_WHAT THE EXERCISE ASKS_:
Search the listing for the word "whose" and return each line that contains it.

-- MATERIAL PROVIDED follows --

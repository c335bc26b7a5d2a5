//! Handler normalization
//!
//! A [`Handler`] is the uniform, immutable form of an action definition: a
//! name, a [`Perform`] callable whose variant fixes the execution style, and
//! an optional error continuation.
//!
//! Definitions are built with one of three explicit constructors on
//! [`HandlerDef`]:
//!
//! | Constructor | Shape |
//! |-------------|-------|
//! | `HandlerDef::callable(perform)` | single callable |
//! | `HandlerDef::pair(perform, on_error)` | (callable, error-callable) |
//! | `HandlerDef::record(next, error)` | named fields; `next` is required |
//!
//! A record without `next` is the one malformed shape and fails with
//! `Error::BadHandlerDefinition`.

use crate::step::{Step, StepSource, StepStream};
use crate::transaction::Transaction;
use futures::future::BoxFuture;
use futures::{FutureExt, Stream, StreamExt};
use std::fmt;
use std::future::Future;
use std::sync::Arc;
use transact_core::{Error, Result, Value};

/// Synchronous handler body
pub type ImmediateFn = dyn Fn(&Transaction, &[Value]) -> Result<Value> + Send + Sync;

/// Handler body that completes later
pub type DeferredFn =
    dyn Fn(Transaction, Vec<Value>) -> BoxFuture<'static, Result<Value>> + Send + Sync;

/// Handler body that produces synchronous steps
pub type SteppedFn =
    dyn Fn(&Transaction, &[Value]) -> Result<Box<dyn StepSource>> + Send + Sync;

/// Handler body that produces asynchronous steps
pub type SteppedAsyncFn = dyn Fn(Transaction, Vec<Value>) -> Result<StepStream> + Send + Sync;

/// Error continuation: receives the error and the transaction it hit
pub type ErrorFn = dyn Fn(&Error, &Transaction) -> Result<Value> + Send + Sync;

/// Execution style, fixed by the `Perform` variant
#[derive(Debug, Clone, Copy, PartialEq, Eq, Hash)]
pub enum ExecutionStyle {
    /// Runs to completion synchronously
    Immediate,
    /// Single completion, eventually
    Deferred,
    /// Finite sequence of steps pulled synchronously
    Stepped,
    /// Finite sequence of steps, each awaited
    SteppedAsync,
}

impl ExecutionStyle {
    /// Does `perform` hand back a future for this style?
    pub fn is_async(self) -> bool {
        matches!(self, ExecutionStyle::Deferred | ExecutionStyle::SteppedAsync)
    }
}

/// Normalized handler body, one variant per execution style
#[derive(Clone)]
pub enum Perform {
    /// See [`ExecutionStyle::Immediate`]
    Immediate(Arc<ImmediateFn>),
    /// See [`ExecutionStyle::Deferred`]
    Deferred(Arc<DeferredFn>),
    /// See [`ExecutionStyle::Stepped`]
    Stepped(Arc<SteppedFn>),
    /// See [`ExecutionStyle::SteppedAsync`]
    SteppedAsync(Arc<SteppedAsyncFn>),
}

impl Perform {
    /// Wrap a synchronous body
    pub fn immediate<F>(f: F) -> Self
    where
        F: Fn(&Transaction, &[Value]) -> Result<Value> + Send + Sync + 'static,
    {
        Perform::Immediate(Arc::new(f))
    }

    /// Wrap an async body
    pub fn deferred<F, Fut>(f: F) -> Self
    where
        F: Fn(Transaction, Vec<Value>) -> Fut + Send + Sync + 'static,
        Fut: Future<Output = Result<Value>> + Send + 'static,
    {
        Perform::Deferred(Arc::new(move |trans, params| f(trans, params).boxed()))
    }

    /// Wrap a body that returns a step source
    pub fn stepped<F, S>(f: F) -> Self
    where
        F: Fn(&Transaction, &[Value]) -> Result<S> + Send + Sync + 'static,
        S: StepSource + 'static,
    {
        Perform::Stepped(Arc::new(move |trans, params| {
            f(trans, params).map(|source| Box::new(source) as Box<dyn StepSource>)
        }))
    }

    /// Wrap a body that returns a stream of steps
    pub fn stepped_async<F, St>(f: F) -> Self
    where
        F: Fn(Transaction, Vec<Value>) -> Result<St> + Send + Sync + 'static,
        St: Stream<Item = Result<Step>> + Send + 'static,
    {
        Perform::SteppedAsync(Arc::new(move |trans, params| {
            f(trans, params).map(|stream| stream.boxed())
        }))
    }

    /// Execution style of this body
    pub fn style(&self) -> ExecutionStyle {
        match self {
            Perform::Immediate(_) => ExecutionStyle::Immediate,
            Perform::Deferred(_) => ExecutionStyle::Deferred,
            Perform::Stepped(_) => ExecutionStyle::Stepped,
            Perform::SteppedAsync(_) => ExecutionStyle::SteppedAsync,
        }
    }
}

impl fmt::Debug for Perform {
    fn fmt(&self, f: &mut fmt::Formatter<'_>) -> fmt::Result {
        write!(f, "Perform::{:?}", self.style())
    }
}

/// Wrap a closure as an error continuation
pub fn on_error<F>(f: F) -> Arc<ErrorFn>
where
    F: Fn(&Error, &Transaction) -> Result<Value> + Send + Sync + 'static,
{
    Arc::new(f)
}

/// Action definition in one of the three admissible shapes
#[derive(Clone)]
pub enum HandlerDef {
    /// A single callable
    Callable(Perform),
    /// A callable and its error continuation
    Pair(Perform, Arc<ErrorFn>),
    /// Named fields; `next` must be present
    Record {
        /// Main callable
        next: Option<Perform>,
        /// Error continuation
        error: Option<Arc<ErrorFn>>,
    },
}

impl HandlerDef {
    /// Single callable
    pub fn callable(perform: Perform) -> Self {
        HandlerDef::Callable(perform)
    }

    /// Callable plus error continuation
    pub fn pair<F>(perform: Perform, error: F) -> Self
    where
        F: Fn(&Error, &Transaction) -> Result<Value> + Send + Sync + 'static,
    {
        HandlerDef::Pair(perform, on_error(error))
    }

    /// Record with optional fields
    pub fn record(next: Option<Perform>, error: Option<Arc<ErrorFn>>) -> Self {
        HandlerDef::Record { next, error }
    }
}

impl From<Perform> for HandlerDef {
    fn from(perform: Perform) -> Self {
        HandlerDef::Callable(perform)
    }
}

/// Normalized, immutable handler bound to an action name
#[derive(Clone)]
pub struct Handler {
    name: String,
    perform: Perform,
    error: Option<Arc<ErrorFn>>,
}

impl Handler {
    /// Normalize a definition
    ///
    /// # Errors
    /// `Error::BadHandlerDefinition` if a record has no `next`.
    pub fn new(name: impl Into<String>, def: HandlerDef) -> Result<Self> {
        let name = name.into();
        let (perform, error) = match def {
            HandlerDef::Callable(perform) => (perform, None),
            HandlerDef::Pair(perform, error) => (perform, Some(error)),
            HandlerDef::Record {
                next: Some(perform),
                error,
            } => (perform, error),
            HandlerDef::Record { next: None, .. } => {
                tracing::warn!(target: "transact::set", name = %name, "bad handler definition");
                return Err(Error::BadHandlerDefinition { name });
            }
        };
        Ok(Self {
            name,
            perform,
            error,
        })
    }

    /// Handler from a bare callable; cannot fail
    pub fn from_perform(name: impl Into<String>, perform: Perform) -> Self {
        Self {
            name: name.into(),
            perform,
            error: None,
        }
    }

    /// Name the handler was registered under
    pub fn name(&self) -> &str {
        &self.name
    }

    /// The normalized callable
    pub fn perform(&self) -> &Perform {
        &self.perform
    }

    /// Execution style tag
    pub fn style(&self) -> ExecutionStyle {
        self.perform.style()
    }

    /// Does this handler carry a dedicated error continuation?
    pub fn has_error_path(&self) -> bool {
        self.error.is_some()
    }

    /// Handler whose callable routes `err` into the error continuation,
    /// or re-raises it when there is none.
    ///
    /// The returned handler is always immediate and has no error path of
    /// its own.
    pub fn for_errors(&self, err: Error) -> Handler {
        let continuation = self.error.clone();
        Handler {
            name: self.name.clone(),
            perform: Perform::immediate(move |trans, _params| match &continuation {
                Some(f) => f(&err, trans),
                None => Err(err.clone()),
            }),
            error: None,
        }
    }

    /// Run an immediate handler against `trans` with its current params.
    ///
    /// Used for pre/post hooks, which must be synchronous.
    pub(crate) fn call_immediate(&self, trans: &Transaction) -> Result<Value> {
        match &self.perform {
            Perform::Immediate(f) => f(trans, &trans.params()),
            _ => Err(Error::BadHandlerDefinition {
                name: self.name.clone(),
            }),
        }
    }
}

impl fmt::Debug for Handler {
    fn fmt(&self, f: &mut fmt::Formatter<'_>) -> fmt::Result {
        f.debug_struct("Handler")
            .field("name", &self.name)
            .field("style", &self.style())
            .field("has_error_path", &self.has_error_path())
            .finish()
    }
}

-- MATERIAL PROVIDED concluded --

_REPLY_:
//! name, a [`Perform`] callable whose variant fixes the execution style, and
    /// Handler whose callable routes `err` into the error continuation,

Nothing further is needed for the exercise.